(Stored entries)
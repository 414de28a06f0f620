use tracing::{error, info};

use super::{ActionOutcome, RecipeActions};
use crate::common::MessageKey;
use crate::domains::recipes::commands::RecipeCommand;
use crate::domains::recipes::effects::CommandOutput;
use crate::domains::recipes::sharing::{CopyPrompt, CopyRequest};
use crate::kernel::{ButtonStyle, DialogChoice};

impl RecipeActions {
    /// Copy this recipe into the acting household and open the copy.
    ///
    /// An enhanced source asks whether to keep its enhanced content or to
    /// start from the original.
    pub async fn request_copy(&mut self) -> ActionOutcome {
        let Some(id) = self.recipe_id else {
            return ActionOutcome::Skipped;
        };
        let name = [("name", self.recipe_name())];

        let keep_enhanced = match CopyPrompt::for_source(self.recipe.as_ref()) {
            CopyPrompt::Simple => {
                let prompt = self
                    .cancel_button(
                        self.prompt(MessageKey::CopyTitle, self.t_with(MessageKey::CopyMessage, &name)),
                    )
                    .button(DialogChoice::Copy, self.t(MessageKey::Copy), ButtonStyle::Default);
                match self.confirm(prompt).await {
                    DialogChoice::Copy => false,
                    _ => return ActionOutcome::Cancelled,
                }
            }
            CopyPrompt::KeepOrReenhance => {
                let prompt = self
                    .cancel_button(self.prompt(
                        MessageKey::CopyTitle,
                        self.t_with(MessageKey::CopyEnhancedMessage, &name),
                    ))
                    .button(
                        DialogChoice::CopyAsIs,
                        self.t(MessageKey::CopyAsIs),
                        ButtonStyle::Default,
                    )
                    .button(
                        DialogChoice::CopyAndEnhance,
                        self.t(MessageKey::CopyAndEnhance),
                        ButtonStyle::Default,
                    );
                match self.confirm(prompt).await {
                    DialogChoice::CopyAsIs => true,
                    DialogChoice::CopyAndEnhance => false,
                    _ => return ActionOutcome::Cancelled,
                }
            }
        };

        let request = CopyRequest { id, keep_enhanced };
        match self.run(RecipeCommand::Copy { request }).await {
            Ok(CommandOutput::Copied(new_id)) => {
                info!(source_id = %id, copy_id = %new_id, keep_enhanced, "recipe copied");
                self.notify(MessageKey::SuccessTitle, MessageKey::CopySuccess);
                self.kernel.navigator.open_recipe(new_id);
                ActionOutcome::Completed
            }
            Ok(other) => {
                error!(source_id = %id, ?other, "copy returned no recipe id");
                self.notify(MessageKey::ErrorTitle, MessageKey::CopyFailed);
                ActionOutcome::Failed
            }
            Err(e) => {
                error!(source_id = %id, error = %e, "copy failed");
                self.notify(MessageKey::ErrorTitle, MessageKey::CopyFailed);
                ActionOutcome::Failed
            }
        }
    }
}
//! Recipe lifecycle: ownership, moderation, enhancement review, sharing and
//! editing, plus the per-recipe [`RecipeActions`] handle.

pub mod actions;
pub mod commands;
pub mod editing;
pub mod effects;
pub mod errors;
pub mod machines;
pub mod models;
pub mod ownership;
pub mod sharing;

pub use actions::{ActionOutcome, ModalState, RecipeActions};
pub use commands::RecipeCommand;
pub use editing::{EditField, EditForm, RecipeEdit};
pub use errors::RecipeError;
pub use models::{Rating, Recipe, RecipePatch, Visibility};
pub use ownership::RecipePermissions;
pub use sharing::{CopyPrompt, CopyRequest};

EXERCISE DESCRIPTION:
Which lines of the entries contain "crate"? Count them and write only the number.

EXERCISE RESPONSE:
5